As these mobs attacked members of minorities in different areas, the police, both in Delhi, and Gujarat, proved ineffectual. In Delhi, policemen helped disarm Sikhs before the mobs were left free to carry out murder, rape and plunder. In Gujarat, I point to a fact I have raised in the past but which has never been answered: “In the post-Godhra violence, 697 Muslims and 177 Hindus were killed, and in addition, another 170 people were killed in police firing. The numbers clearly suggest that, on the streets, Hindu mobs outnumbered any Muslims indulging in violence. Yet, of the 170 killed in police firing, 93 were Muslims. How did the police manage this?”

The parallels with Rajiv fade as we move away from 2002. For all the damage that he did in his only term as prime minister, he did not live out the logic of 1984 as coherently and consistently as Modi has lived out the logic of 2002.

The antipathy towards Muslims that has been articulated in the RSS from the time of KB Hedgewar and MS Golwalkar, has become part of the politics that has kept the BJP in power in Gujarat and then at the Centre. Modi’s election dogwhistles about Muslims have never stopped, and this has been reflected in what the country has become under him.

The growing alienation of Muslims from power is evident in their representation in Parliament and the state legislatures; the BJP has rarely even bothered to field Muslim candidates. The inability of the government to stop violence against Muslims, the ineptitude of the law-and-order machinery in failing to hold those who perpetrate violence against Muslims to account, is evident.

The road from the violence of 2002 to the television outburst against Islam by the former BJP spokesperson Nupur Sharma is direct. Let us not be caught in false equivalences—there is no comparison between hate targeted and directed by a representative of a ruling party that has enshrined communal bias in its governance for over eight years, and the noise made by a handful of extreme voices. 

The pretence of victimisation of a powerful majority by a disempowered minority has been with us since 2002, and this was the same pretence that was lived out by Sharma. Her sacking does not represent any real change in the way power is being exercised by the BJP. The culpability for the present climate of hate as the basis for our politics also lies with Modi.

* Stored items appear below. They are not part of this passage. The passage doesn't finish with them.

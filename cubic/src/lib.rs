//! # Cubic
//!
//! The server around a cubic-chunks world: it prepares the spawn area, runs
//! the world tick and hands saves to a blocking worker.
use std::sync::Arc;
use std::time::Duration;

use cubic_core::cube_io::{CubeIo, CubeIoError, RamOnlyStorage};
use cubic_core::lighting::CubeCache;
use cubic_core::{BlockRegistry, WorldContext};
use cubic_utils::{ColumnPos, CubePos};
use tokio::{select, task};
use tokio::time::{MissedTickBehavior, interval};
use tokio_util::sync::CancellationToken;

pub mod config;
pub mod logger;

use config::CubicConfig;

/// The running server.
pub struct CubicServer {
    /// Cancelled to stop the tick loop.
    pub cancel_token: CancellationToken,
    context: WorldContext,
    io: CubeIo,
    config: CubicConfig,
}

impl CubicServer {
    /// Builds the world, its pipeline and storage from `config`.
    pub fn new(config: CubicConfig) -> anyhow::Result<Self> {
        log::info!("Starting Cubic Server");
        let blocks = Arc::new(BlockRegistry::vanilla());
        let context = WorldContext::new(config.world.clone(), blocks)?;
        let io = CubeIo::new(Arc::new(RamOnlyStorage::new()), config.world.has_sky);
        Ok(Self {
            cancel_token: CancellationToken::new(),
            context,
            io,
            config,
        })
    }

    /// Loads or queues every cube of the spawn area. Returns the cubes queued
    /// for generation.
    pub fn prepare_spawn(&mut self) -> anyhow::Result<usize> {
        let radius = self.config.spawn_radius;
        let [min_y, max_y] = self.config.spawn_cube_range;
        for x in -radius..=radius {
            for z in -radius..=radius {
                self.load_column(ColumnPos::new(x, z), min_y, max_y)?;
            }
        }
        let queued = self
            .context
            .prepare_region(ColumnPos::new(0, 0), radius, min_y..=max_y)?;
        log::info!("Preparing {queued} spawn cubes");
        Ok(queued)
    }

    fn load_column(&mut self, pos: ColumnPos, min_y: i32, max_y: i32) -> Result<(), CubeIoError> {
        let Some(mut column) = self.io.load_column(pos)? else {
            return Ok(());
        };
        let game_time = self.context.world.game_time();
        for y in min_y..=max_y {
            if let Some(cube) = self.io.load_cube(&column, y, game_time)? {
                column.insert_cube(cube);
            }
        }
        self.context.insert_column(column)?;
        Ok(())
    }

    /// Runs the tick loop until the cancel token fires, then saves.
    pub async fn run(mut self) -> anyhow::Result<()> {
        let mut ticker = interval(Duration::from_millis(self.config.tick_interval_ms));
        ticker.set_missed_tick_behavior(MissedTickBehavior::Skip);
        log::info!("Started Cubic Server");

        let cancel_token = self.cancel_token.clone();
        loop {
            select! {
                () = cancel_token.cancelled() => break,
                _ = ticker.tick() => {
                    self.tick();
                    let save_every = self.config.save_interval_ticks;
                    if save_every > 0 && self.context.world.game_time() % save_every == 0 {
                        self.save().await?;
                    }
                }
            }
        }

        self.save().await?;
        log::info!("Stopped Cubic Server");
        Ok(())
    }

    fn tick(&mut self) {
        let report = self.context.tick();
        if report.processed > 0 {
            log::debug!(
                "Tick {}: {} processed, {} advanced, {} retried, {} dropped",
                self.context.world.game_time(),
                report.processed,
                report.advanced,
                report.retried,
                report.dropped
            );
        }
    }

    async fn save(&mut self) -> anyhow::Result<()> {
        let queued = self.io.save_world(&mut self.context.world)?;
        if queued == 0 {
            return Ok(());
        }
        let writer = self.io.writer();
        let report = task::spawn_blocking(move || writer.flush()).await??;
        log::info!("Saved {} columns and {} cubes", report.columns, report.cubes);
        Ok(())
    }

    /// Whether the cube at `pos` is loaded.
    #[must_use]
    pub fn is_loaded(&self, pos: CubePos) -> bool {
        self.context.world.cube(pos).is_some()
    }

    /// Stops the tick loop.
    pub fn stop(&self) {
        self.cancel_token.cancel();
    }
}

The fervour of religion is no guarantor of truth. It took 359 years for the Pope to apologise to Galileo, but apologise he did. If the proponents of Hindutva stare hard enough at the national emblem, if they look past Modi posing in front of the badly carved lions atop the new Parliament building, they will read the words Satyamev Jayate. Just because the currency continues to shrink under Modi, it does not mean that the words printed on it have lost their meaning.